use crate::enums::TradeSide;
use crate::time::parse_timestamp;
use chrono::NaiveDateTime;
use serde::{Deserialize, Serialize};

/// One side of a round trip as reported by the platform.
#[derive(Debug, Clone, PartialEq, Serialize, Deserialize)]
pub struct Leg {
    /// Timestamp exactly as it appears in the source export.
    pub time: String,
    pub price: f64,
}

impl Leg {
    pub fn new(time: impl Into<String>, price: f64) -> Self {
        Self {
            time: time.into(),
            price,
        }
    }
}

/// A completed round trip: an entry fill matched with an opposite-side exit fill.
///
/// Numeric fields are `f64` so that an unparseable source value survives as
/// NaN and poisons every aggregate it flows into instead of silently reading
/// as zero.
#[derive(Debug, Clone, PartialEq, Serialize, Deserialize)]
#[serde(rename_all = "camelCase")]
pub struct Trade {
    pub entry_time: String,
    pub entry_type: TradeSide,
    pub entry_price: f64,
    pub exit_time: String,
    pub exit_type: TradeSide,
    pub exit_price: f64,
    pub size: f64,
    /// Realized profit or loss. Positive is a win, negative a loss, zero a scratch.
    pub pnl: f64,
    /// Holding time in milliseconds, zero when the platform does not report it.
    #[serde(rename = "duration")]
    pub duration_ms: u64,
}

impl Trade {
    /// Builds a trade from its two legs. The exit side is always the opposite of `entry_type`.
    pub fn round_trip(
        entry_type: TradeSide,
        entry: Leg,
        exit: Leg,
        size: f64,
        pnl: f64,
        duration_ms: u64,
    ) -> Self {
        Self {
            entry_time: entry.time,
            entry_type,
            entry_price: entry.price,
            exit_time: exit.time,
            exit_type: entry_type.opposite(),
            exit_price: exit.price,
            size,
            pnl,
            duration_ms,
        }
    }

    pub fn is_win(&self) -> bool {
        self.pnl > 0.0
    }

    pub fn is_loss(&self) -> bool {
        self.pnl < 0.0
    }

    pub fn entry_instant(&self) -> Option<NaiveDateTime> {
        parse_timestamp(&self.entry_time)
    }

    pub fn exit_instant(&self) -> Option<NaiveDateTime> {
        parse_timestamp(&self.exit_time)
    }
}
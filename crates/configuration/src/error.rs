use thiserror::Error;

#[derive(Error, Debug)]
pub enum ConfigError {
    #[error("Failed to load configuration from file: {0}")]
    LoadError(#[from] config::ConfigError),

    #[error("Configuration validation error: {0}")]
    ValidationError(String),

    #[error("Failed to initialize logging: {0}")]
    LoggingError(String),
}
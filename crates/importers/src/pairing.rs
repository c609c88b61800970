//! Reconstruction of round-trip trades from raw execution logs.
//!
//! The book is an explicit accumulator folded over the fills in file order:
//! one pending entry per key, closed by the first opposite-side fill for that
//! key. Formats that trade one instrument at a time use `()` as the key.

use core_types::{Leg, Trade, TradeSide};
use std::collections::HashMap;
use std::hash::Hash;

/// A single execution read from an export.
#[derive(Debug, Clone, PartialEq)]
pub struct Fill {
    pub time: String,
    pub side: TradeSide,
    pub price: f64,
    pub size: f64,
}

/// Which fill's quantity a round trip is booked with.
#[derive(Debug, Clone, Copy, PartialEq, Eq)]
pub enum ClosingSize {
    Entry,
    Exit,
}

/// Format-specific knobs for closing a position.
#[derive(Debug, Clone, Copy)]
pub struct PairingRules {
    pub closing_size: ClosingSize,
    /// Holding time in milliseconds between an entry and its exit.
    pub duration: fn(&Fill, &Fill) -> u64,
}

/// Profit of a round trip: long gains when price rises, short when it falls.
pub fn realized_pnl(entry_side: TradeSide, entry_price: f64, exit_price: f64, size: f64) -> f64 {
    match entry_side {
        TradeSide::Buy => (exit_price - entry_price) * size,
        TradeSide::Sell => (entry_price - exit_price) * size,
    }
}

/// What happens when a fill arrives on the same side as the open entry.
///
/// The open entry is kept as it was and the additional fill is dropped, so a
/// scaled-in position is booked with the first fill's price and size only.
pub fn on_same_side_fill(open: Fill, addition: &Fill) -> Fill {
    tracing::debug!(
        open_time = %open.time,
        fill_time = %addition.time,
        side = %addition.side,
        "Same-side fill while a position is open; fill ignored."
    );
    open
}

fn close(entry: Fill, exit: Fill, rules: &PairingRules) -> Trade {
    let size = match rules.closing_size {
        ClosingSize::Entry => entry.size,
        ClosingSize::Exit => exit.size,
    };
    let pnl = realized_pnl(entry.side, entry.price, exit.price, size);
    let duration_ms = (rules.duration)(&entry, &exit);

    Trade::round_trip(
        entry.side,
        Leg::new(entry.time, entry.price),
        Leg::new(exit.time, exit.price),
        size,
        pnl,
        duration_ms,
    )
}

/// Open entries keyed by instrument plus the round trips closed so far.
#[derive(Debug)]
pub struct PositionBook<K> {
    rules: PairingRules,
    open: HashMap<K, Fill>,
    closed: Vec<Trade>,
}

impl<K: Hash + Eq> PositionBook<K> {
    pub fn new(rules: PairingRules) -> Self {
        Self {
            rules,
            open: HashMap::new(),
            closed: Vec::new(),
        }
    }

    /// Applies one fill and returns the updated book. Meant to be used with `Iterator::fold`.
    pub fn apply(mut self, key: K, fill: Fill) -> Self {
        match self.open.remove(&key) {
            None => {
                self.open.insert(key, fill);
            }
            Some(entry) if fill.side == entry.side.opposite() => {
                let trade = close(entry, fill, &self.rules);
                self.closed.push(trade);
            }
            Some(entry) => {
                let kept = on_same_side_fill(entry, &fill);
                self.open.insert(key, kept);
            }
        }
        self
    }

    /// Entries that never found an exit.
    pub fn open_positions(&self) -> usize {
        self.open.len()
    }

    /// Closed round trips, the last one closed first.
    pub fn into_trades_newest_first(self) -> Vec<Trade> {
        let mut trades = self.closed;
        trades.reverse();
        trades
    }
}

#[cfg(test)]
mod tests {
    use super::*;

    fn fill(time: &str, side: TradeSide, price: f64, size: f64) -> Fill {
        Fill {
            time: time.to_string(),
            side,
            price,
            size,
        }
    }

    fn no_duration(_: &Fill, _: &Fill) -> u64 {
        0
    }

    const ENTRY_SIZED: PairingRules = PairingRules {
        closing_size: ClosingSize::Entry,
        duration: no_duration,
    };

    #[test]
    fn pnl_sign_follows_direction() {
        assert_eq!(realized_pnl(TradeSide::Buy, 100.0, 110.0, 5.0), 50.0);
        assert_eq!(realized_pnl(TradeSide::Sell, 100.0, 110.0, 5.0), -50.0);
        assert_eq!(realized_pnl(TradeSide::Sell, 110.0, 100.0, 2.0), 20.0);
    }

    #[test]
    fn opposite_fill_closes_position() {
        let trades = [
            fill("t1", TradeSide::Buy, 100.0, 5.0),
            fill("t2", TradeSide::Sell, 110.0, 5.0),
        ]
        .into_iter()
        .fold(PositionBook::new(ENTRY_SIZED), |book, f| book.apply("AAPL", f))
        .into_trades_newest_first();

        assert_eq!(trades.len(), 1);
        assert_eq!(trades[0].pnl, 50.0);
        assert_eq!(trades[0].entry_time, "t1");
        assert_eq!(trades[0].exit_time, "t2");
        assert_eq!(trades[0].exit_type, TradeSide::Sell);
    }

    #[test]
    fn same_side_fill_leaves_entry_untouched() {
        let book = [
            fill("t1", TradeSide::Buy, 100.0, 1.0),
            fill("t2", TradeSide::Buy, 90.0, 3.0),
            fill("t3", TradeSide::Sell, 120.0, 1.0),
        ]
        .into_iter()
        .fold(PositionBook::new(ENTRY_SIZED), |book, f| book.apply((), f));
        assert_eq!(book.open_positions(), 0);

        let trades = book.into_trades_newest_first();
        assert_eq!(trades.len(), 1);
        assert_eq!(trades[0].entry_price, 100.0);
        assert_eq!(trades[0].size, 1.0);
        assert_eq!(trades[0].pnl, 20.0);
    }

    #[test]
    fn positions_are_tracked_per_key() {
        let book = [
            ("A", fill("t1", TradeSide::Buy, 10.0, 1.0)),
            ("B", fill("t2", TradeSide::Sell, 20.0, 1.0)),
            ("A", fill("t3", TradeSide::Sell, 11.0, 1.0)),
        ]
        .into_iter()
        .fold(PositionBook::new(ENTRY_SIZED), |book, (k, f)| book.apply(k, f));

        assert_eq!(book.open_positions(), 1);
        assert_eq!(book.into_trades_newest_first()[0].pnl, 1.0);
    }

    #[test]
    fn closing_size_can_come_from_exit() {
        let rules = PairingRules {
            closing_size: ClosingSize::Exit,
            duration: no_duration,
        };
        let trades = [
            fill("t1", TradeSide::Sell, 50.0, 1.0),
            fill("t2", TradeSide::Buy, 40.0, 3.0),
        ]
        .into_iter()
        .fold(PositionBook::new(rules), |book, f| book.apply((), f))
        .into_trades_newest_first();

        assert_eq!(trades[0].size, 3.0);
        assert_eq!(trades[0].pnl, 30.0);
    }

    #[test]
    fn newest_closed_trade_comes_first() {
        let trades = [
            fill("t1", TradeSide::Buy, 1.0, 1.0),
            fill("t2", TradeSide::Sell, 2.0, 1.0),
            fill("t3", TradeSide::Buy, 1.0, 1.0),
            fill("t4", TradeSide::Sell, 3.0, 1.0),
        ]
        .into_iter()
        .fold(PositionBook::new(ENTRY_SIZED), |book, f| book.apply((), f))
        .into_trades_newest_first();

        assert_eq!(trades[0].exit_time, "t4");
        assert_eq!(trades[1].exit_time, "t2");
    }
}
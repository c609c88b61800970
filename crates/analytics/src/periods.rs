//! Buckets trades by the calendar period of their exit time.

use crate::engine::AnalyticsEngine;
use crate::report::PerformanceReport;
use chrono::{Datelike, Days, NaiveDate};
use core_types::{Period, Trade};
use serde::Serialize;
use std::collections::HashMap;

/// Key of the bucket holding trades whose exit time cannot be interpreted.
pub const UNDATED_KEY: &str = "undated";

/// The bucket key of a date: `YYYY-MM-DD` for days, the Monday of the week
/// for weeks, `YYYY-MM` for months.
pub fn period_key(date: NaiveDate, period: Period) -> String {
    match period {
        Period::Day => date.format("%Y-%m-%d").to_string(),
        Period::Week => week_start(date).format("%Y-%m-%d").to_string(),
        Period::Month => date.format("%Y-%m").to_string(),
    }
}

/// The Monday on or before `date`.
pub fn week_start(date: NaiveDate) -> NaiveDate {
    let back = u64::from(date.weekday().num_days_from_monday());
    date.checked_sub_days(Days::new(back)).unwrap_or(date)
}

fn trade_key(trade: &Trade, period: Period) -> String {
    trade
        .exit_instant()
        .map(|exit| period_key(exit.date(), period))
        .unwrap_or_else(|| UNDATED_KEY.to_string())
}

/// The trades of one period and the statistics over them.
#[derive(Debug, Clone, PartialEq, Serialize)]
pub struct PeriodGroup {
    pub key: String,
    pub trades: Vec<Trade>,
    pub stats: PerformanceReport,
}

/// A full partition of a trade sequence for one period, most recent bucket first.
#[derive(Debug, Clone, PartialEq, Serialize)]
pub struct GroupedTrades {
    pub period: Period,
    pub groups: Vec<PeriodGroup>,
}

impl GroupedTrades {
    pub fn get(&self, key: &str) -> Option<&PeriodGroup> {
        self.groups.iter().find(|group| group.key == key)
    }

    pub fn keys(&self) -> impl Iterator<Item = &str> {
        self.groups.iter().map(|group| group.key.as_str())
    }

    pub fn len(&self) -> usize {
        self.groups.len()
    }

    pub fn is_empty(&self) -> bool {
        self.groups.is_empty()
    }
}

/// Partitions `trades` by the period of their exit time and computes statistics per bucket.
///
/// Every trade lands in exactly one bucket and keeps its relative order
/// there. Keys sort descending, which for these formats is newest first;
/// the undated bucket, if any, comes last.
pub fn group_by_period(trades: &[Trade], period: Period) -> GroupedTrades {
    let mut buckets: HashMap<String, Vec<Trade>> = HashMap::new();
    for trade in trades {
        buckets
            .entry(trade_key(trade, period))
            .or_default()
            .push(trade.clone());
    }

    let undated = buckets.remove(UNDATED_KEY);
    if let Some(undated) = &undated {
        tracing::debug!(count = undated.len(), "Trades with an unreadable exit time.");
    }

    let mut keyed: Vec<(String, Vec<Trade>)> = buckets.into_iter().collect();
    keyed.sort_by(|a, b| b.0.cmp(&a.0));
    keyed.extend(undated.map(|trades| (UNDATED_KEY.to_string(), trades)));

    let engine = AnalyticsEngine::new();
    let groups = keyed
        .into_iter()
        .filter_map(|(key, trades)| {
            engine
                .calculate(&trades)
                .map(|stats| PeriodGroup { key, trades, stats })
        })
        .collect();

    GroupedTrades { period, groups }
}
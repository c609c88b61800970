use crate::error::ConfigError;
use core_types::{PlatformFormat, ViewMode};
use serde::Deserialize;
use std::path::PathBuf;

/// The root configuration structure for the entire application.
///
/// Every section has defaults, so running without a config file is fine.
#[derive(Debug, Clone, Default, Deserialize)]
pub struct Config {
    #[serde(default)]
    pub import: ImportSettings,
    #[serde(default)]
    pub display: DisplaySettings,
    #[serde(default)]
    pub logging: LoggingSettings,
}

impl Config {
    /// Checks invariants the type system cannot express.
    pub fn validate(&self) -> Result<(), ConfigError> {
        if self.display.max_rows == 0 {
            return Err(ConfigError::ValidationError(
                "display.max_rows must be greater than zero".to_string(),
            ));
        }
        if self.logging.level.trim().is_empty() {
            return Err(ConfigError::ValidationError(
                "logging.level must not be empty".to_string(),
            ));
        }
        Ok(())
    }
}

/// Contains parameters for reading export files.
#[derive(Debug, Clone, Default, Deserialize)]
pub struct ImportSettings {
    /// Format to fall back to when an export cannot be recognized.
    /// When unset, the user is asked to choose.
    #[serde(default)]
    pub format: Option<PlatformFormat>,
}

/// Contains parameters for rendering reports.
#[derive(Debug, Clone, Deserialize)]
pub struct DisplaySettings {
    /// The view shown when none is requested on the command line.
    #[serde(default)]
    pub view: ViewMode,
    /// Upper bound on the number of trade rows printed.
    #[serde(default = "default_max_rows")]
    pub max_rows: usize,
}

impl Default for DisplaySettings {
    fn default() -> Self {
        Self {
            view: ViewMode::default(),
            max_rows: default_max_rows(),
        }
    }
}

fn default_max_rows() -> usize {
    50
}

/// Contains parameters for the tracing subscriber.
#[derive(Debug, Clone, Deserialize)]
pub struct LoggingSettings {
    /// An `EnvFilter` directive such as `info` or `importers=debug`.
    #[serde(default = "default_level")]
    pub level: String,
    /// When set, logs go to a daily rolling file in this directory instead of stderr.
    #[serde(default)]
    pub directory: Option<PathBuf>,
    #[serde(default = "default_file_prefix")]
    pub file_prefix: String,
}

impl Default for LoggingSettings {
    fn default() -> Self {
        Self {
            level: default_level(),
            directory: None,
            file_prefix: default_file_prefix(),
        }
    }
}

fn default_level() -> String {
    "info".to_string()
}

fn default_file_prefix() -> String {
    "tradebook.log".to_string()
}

**WHAT TO WORK ON:**
Scan the data for lines with the word "directory". Report only how many there are.

**TASK RESPONSE:**
3